5.5       Aan de andere opmerkingen van klager gaat het College voorbij, ofwel omdat de relevantie daarvan voor de klacht jegens verweerster ontbreekt ofwel omdat verweerster deze heeft bestreden en de juistheid van enig overig door klager aan verweerster gemaakt verwijt niet valt vast te stellen.

5.6       Om bovenstaande redenen zal de klacht zonder nader onderzoek als kennelijk ongegrond worden afgewezen.

6.       De beslissing

Het Regionaal Tuchtcollege voor de Gezondheidszorg te Den Haag beslist als volgt:

wijst de klacht af.

Deze beslissing is gegeven op 26 februari 2019 door  E.J. Daalder, voorzitter, C.H. van Breevoort-de Bruin, lid-jurist, M. Bezemer, S. Veersema, H.N. Koetsier, leden-beroepsgenoten, bijgestaan door E.C. Zandman, secretaris.

voorzitter                                                                                          secretaris

Tegen deze beslissing kan binnen zes weken na de dag van verzending van het afschrift ervan schriftelijk hoger beroep worden ingesteld bij het Centrale Tuchtcollege voor de Gezond­heidszorg door:

a.         de klager en/of klaagster, voor zover de klacht is afgewezen, of voor zover hij/zij niet-ontvankelijk is verklaard;

b.         degene over wie is geklaagd;

c.         de hoofdinspecteur of de regionale inspecteur Gezondheidszorg en Jeugd, wie de aangelegenheid uit hoofde van de hem toevertrouwde belangen aangaat.

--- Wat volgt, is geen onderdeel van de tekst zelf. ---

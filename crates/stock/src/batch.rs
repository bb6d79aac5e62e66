use chrono::NaiveDate;
use serde::{Deserialize, Serialize};

use rxflow_core::{BatchId, Entity};

/// One manufactured lot of a medicine, held by its vendor.
///
/// Batches are never deleted: a batch drawn down to zero or past its expiry
/// stays on the books as history (and feeds expiry reporting).
#[derive(Debug, Clone, PartialEq, Eq, Serialize, Deserialize)]
pub struct Batch {
    pub batch_id: BatchId,
    /// Human lot label printed on the packaging. Not globally unique.
    pub batch_number: String,
    pub manufacturing_date: NaiveDate,
    pub expiry_date: NaiveDate,
    /// Units currently on hand. Never negative.
    pub quantity_on_hand: i64,
    /// Offer price per unit in smallest currency unit (e.g., cents).
    pub unit_price: u64,
    /// Maximum retail price per unit in smallest currency unit.
    pub list_price: u64,
}

impl Batch {
    /// A batch whose expiry date has passed is excluded from allocation no
    /// matter how much stock it still holds. A batch expiring on `as_of`
    /// itself is still usable.
    pub fn is_expired(&self, as_of: NaiveDate) -> bool {
        self.expiry_date < as_of
    }

    /// Eligible for allocation: not expired and something left to take.
    pub fn is_allocatable(&self, as_of: NaiveDate) -> bool {
        !self.is_expired(as_of) && self.quantity_on_hand > 0
    }
}

impl Entity for Batch {
    type Id = BatchId;

    fn id(&self) -> &Self::Id {
        &self.batch_id
    }
}
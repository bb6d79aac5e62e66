//! Per-requester consumption totals: what pharmacies sold and hospitals
//! dispensed, per medicine. The subtraction source for inventory views.

use serde_json::Value as JsonValue;

use rxflow_core::{MedicineId, OrgId};
use rxflow_events::EventEnvelope;
use rxflow_usage::{UsageEvent, UsageKind, UsageLogId};

use crate::read_model::OrgStore;

use super::{CursorCheck, ProjectionError, StreamCursors};

pub const USAGE_AGGREGATE_TYPE: &str = "usage.log";

/// Running consumption totals for one requester + medicine.
#[derive(Debug, Clone, Copy, PartialEq, Eq)]
pub struct UsageTotalsRecord {
    pub medicine_id: MedicineId,
    pub sold: i64,
    pub dispensed: i64,
}

impl UsageTotalsRecord {
    pub fn for_kind(&self, kind: UsageKind) -> i64 {
        match kind {
            UsageKind::Sale => self.sold,
            UsageKind::Dispense => self.dispensed,
        }
    }
}

/// Usage totals projection.
///
/// Consumes published envelopes (JSON payloads) and maintains an org-isolated
/// read model keyed by medicine. Disposable and rebuildable from the event
/// stream.
#[derive(Debug)]
pub struct UsageTotalsProjection<S>
where
    S: OrgStore<MedicineId, UsageTotalsRecord>,
{
    store: S,
    cursors: StreamCursors,
}

impl<S> UsageTotalsProjection<S>
where
    S: OrgStore<MedicineId, UsageTotalsRecord>,
{
    pub fn new(store: S) -> Self {
        Self {
            store,
            cursors: StreamCursors::new(),
        }
    }

    /// Totals for one requester + medicine (zero if nothing recorded).
    pub fn get(&self, org_id: OrgId, medicine_id: MedicineId) -> UsageTotalsRecord {
        self.store
            .get(org_id, &medicine_id)
            .unwrap_or(UsageTotalsRecord {
                medicine_id,
                sold: 0,
                dispensed: 0,
            })
    }

    /// List all recorded totals for a requester.
    pub fn list(&self, org_id: OrgId) -> Vec<UsageTotalsRecord> {
        let mut records = self.store.list(org_id);
        records.sort_by_key(|r| *r.medicine_id.as_uuid().as_bytes());
        records
    }

    /// Apply a published envelope into the projection.
    pub fn apply_envelope(
        &self,
        envelope: &EventEnvelope<JsonValue>,
    ) -> Result<(), ProjectionError> {
        if envelope.aggregate_type() != USAGE_AGGREGATE_TYPE {
            return Ok(());
        }

        let org_id = envelope.org_id();
        let aggregate_id = envelope.aggregate_id();
        let seq = envelope.sequence_number();

        match self.cursors.check(org_id, aggregate_id, seq)? {
            CursorCheck::Duplicate => return Ok(()),
            CursorCheck::Apply => {}
        }

        let ev: UsageEvent = serde_json::from_value(envelope.payload().clone())
            .map_err(|e| ProjectionError::Deserialize(e.to_string()))?;

        let UsageEvent::UsageRecorded(e) = &ev;

        if e.org_id != org_id {
            return Err(ProjectionError::OrgIsolation(
                "event org_id does not match envelope org_id".to_string(),
            ));
        }
        if UsageLogId::for_org(e.org_id).0 != aggregate_id {
            return Err(ProjectionError::OrgIsolation(
                "event org_id does not match envelope aggregate_id".to_string(),
            ));
        }

        let mut record = self.get(org_id, e.medicine_id);
        match e.kind {
            UsageKind::Sale => record.sold += e.quantity,
            UsageKind::Dispense => record.dispensed += e.quantity,
        }
        self.store.upsert(org_id, e.medicine_id, record);

        self.cursors.advance(org_id, aggregate_id, seq);
        Ok(())
    }

    /// Rebuild the read model from scratch by replaying envelopes.
    pub fn rebuild_from_scratch(
        &self,
        envelopes: impl IntoIterator<Item = EventEnvelope<JsonValue>>,
    ) -> Result<(), ProjectionError> {
        let mut envs: Vec<_> = envelopes.into_iter().collect();

        {
            let mut orgs = envs.iter().map(|e| e.org_id()).collect::<Vec<_>>();
            orgs.sort_by_key(|o| *o.as_uuid().as_bytes());
            orgs.dedup();
            for org in orgs {
                self.store.clear_org(org);
                self.cursors.clear_org(org);
            }
        }

        // Deterministic replay order: org, aggregate, sequence.
        envs.sort_by_key(|e| {
            (
                *e.org_id().as_uuid().as_bytes(),
                *e.aggregate_id().as_uuid().as_bytes(),
                e.sequence_number(),
            )
        });

        for env in &envs {
            self.apply_envelope(env)?;
        }

        Ok(())
    }
}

Het tot het Centrale Tuchtcollege voor de Gezondheidszorg gerichte beroep­schrift wordt ingezon­den bij de secretaris van het Regionaal Tuchtcolle­ge voor de Gezondheidszorg te

Den Haag, door wie het binnen de beroepstermijn moet zijn ontvangen.

Indien het beroepschrift op of na 1 april 2019 wordt ontvangen, is voor de indiening daarvan een griffierecht van € 50,- verschuldigd. U ontvangt hierover bericht van het Centraal Tuchtcollege. Als degene die in beroep is gegaan geheel of gedeeltelijk in het gelijk wordt gesteld, wordt het griffierecht terugbetaald.